◆ **BRIEF**
From the records below, set down exactly the lines starting with the line that contains "let bounds = zstd.c_param_bounds(CParameter::CompressionLevel)?;" and going on through the line that contains "let compressed = cctx". Nothing else is wanted.

◆ **SUPPLIED DATA**
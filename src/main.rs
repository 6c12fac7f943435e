//! zstd-native - Native zstd Library Probe
//!
//! Command-line entry point for inspecting how the native library resolves on
//! this host and for exercising the loaded library.

use anyhow::{bail, Context, Result};
use clap::{Parser, Subcommand};
use std::fs;
use std::path::{Path, PathBuf};
use std::time::Instant;
use tracing::debug;
use tracing_subscriber::{fmt, EnvFilter};
use zstd_native::ffi;
use zstd_native::zstd::{
    CParameter, CompressionContext, DecompressionContext, DecompressionStream, ErrorCode,
    ZstdApi,
};
use zstd_native::{LoaderConfig, Zstd, ZstdError, LIBRARY_NAME};

#[derive(Parser)]
#[command(name = "zstd-native")]
#[command(version)]
#[command(about = "Locate, load and exercise the native zstd library", long_about = None)]
struct Cli {
    /// Loader config file (default: nearest zstd-native.toml above the current directory)
    #[arg(long, global = true)]
    config: Option<PathBuf>,

    /// Directory holding the Lib/ tree (default: directory of this executable)
    #[arg(long, global = true)]
    base_dir: Option<PathBuf>,

    #[command(subcommand)]
    command: Commands,
}

#[derive(Subcommand)]
enum Commands {
    /// Compress a file in one shot
    Compress {
        /// Input file
        #[arg(short, long)]
        input: PathBuf,

        /// Output file
        #[arg(short, long)]
        output: PathBuf,

        /// Compression level
        #[arg(short, long, default_value = "3", allow_hyphen_values = true)]
        level: i32,
    },

    /// Decompress a zstd file
    Decompress {
        /// Input file
        #[arg(short, long)]
        input: PathBuf,

        /// Output file
        #[arg(short, long)]
        output: PathBuf,
    },

    /// Show the platform and the path the library resolves to
    Info,

    /// Load the library and print what it reports
    Load,

    /// Check that the library file exists without loading it
    Probe {
        /// Report the library as present regardless of the file system
        #[arg(long)]
        ignore_missing: bool,
    },
}

fn main() -> Result<()> {
    init_tracing();

    let cli = Cli::parse();
    let config = load_config(cli.config.as_deref(), cli.base_dir)?;
    ffi::configure(config);

    match cli.command {
        Commands::Compress {
            input,
            output,
            level,
        } => cmd_compress(&input, &output, level),
        Commands::Decompress { input, output } => cmd_decompress(&input, &output),
        Commands::Info => cmd_info(),
        Commands::Load => cmd_load(),
        Commands::Probe { ignore_missing } => cmd_probe(ignore_missing),
    }
}

fn init_tracing() {
    let _ = fmt()
        .with_env_filter(EnvFilter::from_default_env())
        .with_writer(std::io::stderr)
        .try_init();
}

fn load_config(path: Option<&Path>, base_dir: Option<PathBuf>) -> Result<LoaderConfig> {
    let config = match path {
        Some(path) => LoaderConfig::load(path)
            .with_context(|| format!("Failed to load config {}", path.display()))?,
        None => {
            let cwd = std::env::current_dir().context("Failed to read current directory")?;
            LoaderConfig::find_and_load(&cwd).context("Failed to load config")?
        }
    };
    let mut config = config
        .with_env_overrides()
        .context("Invalid ZSTD_NATIVE_* environment")?;
    if let Some(dir) = base_dir {
        config.base_dir = Some(dir);
    }
    Ok(config)
}

fn cmd_info() -> Result<()> {
    let resolver = ffi::global();
    let platform = resolver.platform();

    println!("Platform:  {}", platform);
    println!(
        "Supported: {}",
        if platform.is_supported() { "yes" } else { "no" }
    );
    println!(
        "Directory: {}",
        resolver
            .library_directory()
            .context("Failed to compute library directory")?
            .display()
    );
    println!(
        "Library:   {}",
        resolver
            .resolve_path(LIBRARY_NAME)
            .context("Failed to resolve library path")?
            .display()
    );

    Ok(())
}

fn cmd_probe(ignore_missing: bool) -> Result<()> {
    let resolver = ffi::global();
    if ignore_missing {
        resolver.set_ignore_missing_library(true);
    }

    resolver
        .ensure_library_exists(LIBRARY_NAME)
        .context("Library probe failed")?;

    let path = resolver.resolve_path(LIBRARY_NAME)?;
    if path.is_file() {
        println!("present: {}", path.display());
    } else {
        println!("present (ignored): {}", path.display());
    }

    Ok(())
}

fn cmd_load() -> Result<()> {
    let start = Instant::now();
    let zstd = Zstd::load().context("Failed to load native library")?;
    let elapsed = start.elapsed();

    println!("Loaded {} in {:?}", zstd.library().path().display(), elapsed);
    println!("Entry points:     {}", ZstdApi::SYMBOLS.len());
    println!(
        "Levels:           {}..={}",
        zstd.min_c_level(),
        zstd.max_c_level()
    );
    println!(
        "CStream in/out:   {} / {}",
        zstd.c_stream_in_size(),
        zstd.c_stream_out_size()
    );
    println!(
        "DStream in/out:   {} / {}",
        zstd.d_stream_in_size(),
        zstd.d_stream_out_size()
    );

    Ok(())
}

fn cmd_compress(input: &Path, output: &Path, level: i32) -> Result<()> {
    let data = fs::read(input).context("Failed to read input file")?;
    let zstd = Zstd::load().context("Failed to load native library")?;

    let bounds = zstd.c_param_bounds(CParameter::CompressionLevel)?;
    if !bounds.contains(level) {
        bail!(
            "Compression level {} outside {}..={}",
            level,
            bounds.lower_bound,
            bounds.upper_bound
        );
    }

    let mut cctx = CompressionContext::new(&zstd)?;
    let compressed = cctx
        .compress_to_vec(&data, level)
        .context("Compression failed")?;

    fs::write(output, &compressed).context("Failed to write output")?;
    println!(
        "Compressed {} -> {} bytes to {}",
        data.len(),
        compressed.len(),
        output.display()
    );

    Ok(())
}

fn cmd_decompress(input: &Path, output: &Path) -> Result<()> {
    let data = fs::read(input).context("Failed to read input file")?;
    let zstd = Zstd::load().context("Failed to load native library")?;

    let mut dctx = DecompressionContext::new(&zstd)?;
    let decompressed = match dctx.decompress_to_vec(&data) {
        Ok(decompressed) => decompressed,
        // Streamed frames may omit their size, and a file may hold several
        // frames; the stream decoder handles both in bounded chunks
        Err(e) if needs_streaming(&e) => {
            debug!(reason = %e, "Falling back to streaming decompression");
            DecompressionStream::new(&zstd)?
                .decompress_all(&data)
                .context("Decompression failed")?
        }
        Err(e) => return Err(e).context("Decompression failed"),
    };

    fs::write(output, &decompressed).context("Failed to write output")?;
    println!(
        "Decompressed {} -> {} bytes to {}",
        data.len(),
        decompressed.len(),
        output.display()
    );

    Ok(())
}

fn needs_streaming(err: &ZstdError) -> bool {
    matches!(
        err,
        ZstdError::ContentSizeUnknown | ZstdError::ContentSizeTooLarge(_)
    ) || err.code() == Some(ErrorCode::DstSizeTooSmall)
}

◆ **EXERCISE SOLUTION**
    let bounds = zstd.c_param_bounds(CParameter::CompressionLevel)?;
    if !bounds.contains(level) {
        bail!(
            "Compression level {} outside {}..={}",
            level,
            bounds.lower_bound,
            bounds.upper_bound
        );
    }

    let mut cctx = CompressionContext::new(&zstd)?;
    let compressed = cctx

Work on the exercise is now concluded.